YOUR GOAL
Your response should consist of the full data, set down exactly.

SUPPLIED MATERIAL
%%

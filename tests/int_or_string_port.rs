//! The number-or-string probe port of a ClusterInstallation resource, end to end.
use schema_checks::{
    CaseStyle, Config, DeriveOptions, Error, FieldPath, Kind, NamingConvention, Segment, ValidationRule, generate,
};
use serde_json::{Value, json};

fn cluster_installation_spec() -> Value {
    json!({
        "type": "object",
        "required": ["ingressName"],
        "properties": {
            "ingressName": { "type": "string" },
            "replicas": { "type": "integer", "format": "int32" },
            "livenessProbe": {
                "type": "object",
                "properties": {
                    "failureThreshold": { "type": "integer", "format": "int32" },
                    "httpGet": {
                        "type": "object",
                        "required": ["port"],
                        "properties": {
                            "host": { "type": "string" },
                            "path": { "type": "string" },
                            "port": {
                                "anyOf": [{ "type": "integer" }, { "type": "string" }],
                                "x-kubernetes-int-or-string": true
                            },
                            "scheme": { "type": "string" }
                        }
                    }
                }
            }
        }
    })
}

fn config(root: &str) -> Config {
    Config {
        naming: NamingConvention::default().with_root_name(root),
        rules: DeriveOptions::default(),
        ..Config::default()
    }
}

#[test]
fn optional_port_union_yields_two_sibling_units() {
    let schema = json!({
        "type": "object",
        "properties": { "port": { "x-kubernetes-int-or-string": true } }
    });
    let units = generate(&schema, &config("ClusterInstallationSpecLivenessProbeHttpGet")).unwrap();

    assert_eq!(units.len(), 2);
    assert!(units[0].identifier.ends_with("FromNumberParameters"));
    assert!(units[1].identifier.ends_with("FromStringParameters"));
    assert_eq!(units[0].identifier, "ClusterInstallationSpecLivenessProbeHttpGetPort_FromNumberParameters");
    assert_eq!(units[1].identifier, "ClusterInstallationSpecLivenessProbeHttpGetPort_FromStringParameters");
    for unit in &units {
        assert_eq!(unit.rules, [ValidationRule::NonNull]);
    }
}

#[test]
fn full_spec_plans_required_leaves_and_union_alternatives() {
    let units = generate(&cluster_installation_spec(), &config("ClusterInstallationSpec")).unwrap();
    let ids: Vec<&str> = units.iter().map(|u| u.identifier.as_str()).collect();
    assert_eq!(ids, [
        "ClusterInstallationSpecIngressName",
        "ClusterInstallationSpecLivenessProbeHttpGetPort_FromNumberParameters",
        "ClusterInstallationSpecLivenessProbeHttpGetPort_FromStringParameters",
    ]);

    let port: FieldPath = ["livenessProbe", "httpGet", "port"].into_iter().collect();
    assert_eq!(units[1].path, port.child(Segment::Alternative(Kind::Number)));
    assert_eq!(units[1].origin, "/properties/livenessProbe/properties/httpGet/properties/port");
    assert_eq!(units[2].alternative, Some(Kind::String));
}

#[test]
fn every_alternative_unit_is_self_contained() {
    let units = generate(&cluster_installation_spec(), &config("Spec")).unwrap();
    let alternatives: Vec<_> = units.iter().filter(|u| u.alternative.is_some()).collect();
    assert_eq!(alternatives.len(), 2);
    assert_eq!(alternatives[0].rules.first(), Some(&ValidationRule::NonNull));
    assert_eq!(alternatives[1].rules.first(), Some(&ValidationRule::NonNull));
    assert_ne!(alternatives[0].path, alternatives[1].path);
    assert!(!alternatives[0].path.starts_with(&alternatives[1].path));
    assert!(!alternatives[1].path.starts_with(&alternatives[0].path));
}

#[test]
fn stripped_case_collision_aborts_generation() {
    let schema = json!({
        "type": "object",
        "properties": { "fooBar": { "type": "string" }, "foo_bar": { "type": "integer" } }
    });
    let config = Config {
        naming: NamingConvention::default().with_case(CaseStyle::Lower),
        rules: DeriveOptions::default(),
        ..Config::default()
    };
    let err = generate(&schema, &config).unwrap_err();
    assert!(matches!(err, Error::NameCollision { .. }));
    let message = err.to_string();
    assert!(message.contains("$.fooBar") && message.contains("$.foo_bar"), "{message}");
}

#[test]
fn unknown_scalar_kind_never_defaults() {
    let schema = json!({
        "type": "object",
        "properties": { "mode": { "type": "unknown" } }
    });
    let err = generate(&schema, &Config::default()).unwrap_err();
    assert_eq!(err.kind(), "schema");
    assert!(err.to_string().contains("#/properties/mode"), "{err}");
}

%%

RESPONSE TO THIS TASK
filename tests/int_or_string_port.rs
//! The number-or-string probe port of a ClusterInstallation resource, end to end.
use schema_checks::{
    CaseStyle, Config, DeriveOptions, Error, FieldPath, Kind, NamingConvention, Segment, ValidationRule, generate,
};
use serde_json::{Value, json};

fn cluster_installation_spec() -> Value {
    json!({
        "type": "object",
        "required": ["ingressName"],
        "properties": {
            "ingressName": { "type": "string" },
            "replicas": { "type": "integer", "format": "int32" },
            "livenessProbe": {
                "type": "object",
                "properties": {
                    "failureThreshold": { "type": "integer", "format": "int32" },
                    "httpGet": {
                        "type": "object",
                        "required": ["port"],
                        "properties": {
                            "host": { "type": "string" },
                            "path": { "type": "string" },
                            "port": {
                                "anyOf": [{ "type": "integer" }, { "type": "string" }],
                                "x-kubernetes-int-or-string": true
                            },
                            "scheme": { "type": "string" }
                        }
                    }
                }
            }
        }
    })
}

fn config(root: &str) -> Config {
    Config {
        naming: NamingConvention::default().with_root_name(root),
        rules: DeriveOptions::default(),
        ..Config::default()
    }
}

#[test]
fn optional_port_union_yields_two_sibling_units() {
    let schema = json!({
        "type": "object",
        "properties": { "port": { "x-kubernetes-int-or-string": true } }
    });
    let units = generate(&schema, &config("ClusterInstallationSpecLivenessProbeHttpGet")).unwrap();

    assert_eq!(units.len(), 2);
    assert!(units[0].identifier.ends_with("FromNumberParameters"));
    assert!(units[1].identifier.ends_with("FromStringParameters"));
    assert_eq!(units[0].identifier, "ClusterInstallationSpecLivenessProbeHttpGetPort_FromNumberParameters");
    assert_eq!(units[1].identifier, "ClusterInstallationSpecLivenessProbeHttpGetPort_FromStringParameters");
    for unit in &units {
        assert_eq!(unit.rules, [ValidationRule::NonNull]);
    }
}

#[test]
fn full_spec_plans_required_leaves_and_union_alternatives() {
    let units = generate(&cluster_installation_spec(), &config("ClusterInstallationSpec")).unwrap();
    let ids: Vec<&str> = units.iter().map(|u| u.identifier.as_str()).collect();
    assert_eq!(ids, [
        "ClusterInstallationSpecIngressName",
        "ClusterInstallationSpecLivenessProbeHttpGetPort_FromNumberParameters",
        "ClusterInstallationSpecLivenessProbeHttpGetPort_FromStringParameters",
    ]);

    let port: FieldPath = ["livenessProbe", "httpGet", "port"].into_iter().collect();
    assert_eq!(units[1].path, port.child(Segment::Alternative(Kind::Number)));
    assert_eq!(units[1].origin, "/properties/livenessProbe/properties/httpGet/properties/port");
    assert_eq!(units[2].alternative, Some(Kind::String));
}

#[test]
fn every_alternative_unit_is_self_contained() {
    let units = generate(&cluster_installation_spec(), &config("Spec")).unwrap();
    let alternatives: Vec<_> = units.iter().filter(|u| u.alternative.is_some()).collect();
    assert_eq!(alternatives.len(), 2);
    assert_eq!(alternatives[0].rules.first(), Some(&ValidationRule::NonNull));
    assert_eq!(alternatives[1].rules.first(), Some(&ValidationRule::NonNull));
    assert_ne!(alternatives[0].path, alternatives[1].path);
    assert!(!alternatives[0].path.starts_with(&alternatives[1].path));
    assert!(!alternatives[1].path.starts_with(&alternatives[0].path));
}

#[test]
fn stripped_case_collision_aborts_generation() {
    let schema = json!({
        "type": "object",
        "properties": { "fooBar": { "type": "string" }, "foo_bar": { "type": "integer" } }
    });
    let config = Config {
        naming: NamingConvention::default().with_case(CaseStyle::Lower),
        rules: DeriveOptions::default(),
        ..Config::default()
    };
    let err = generate(&schema, &config).unwrap_err();
    assert!(matches!(err, Error::NameCollision { .. }));
    let message = err.to_string();
    assert!(message.contains("$.fooBar") && message.contains("$.foo_bar"), "{message}");
}

#[test]
fn unknown_scalar_kind_never_defaults() {
    let schema = json!({
        "type": "object",
        "properties": { "mode": { "type": "unknown" } }
    });
    let err = generate(&schema, &Config::default()).unwrap_err();
    assert_eq!(err.kind(), "schema");
    assert!(err.to_string().contains("#/properties/mode"), "{err}");
}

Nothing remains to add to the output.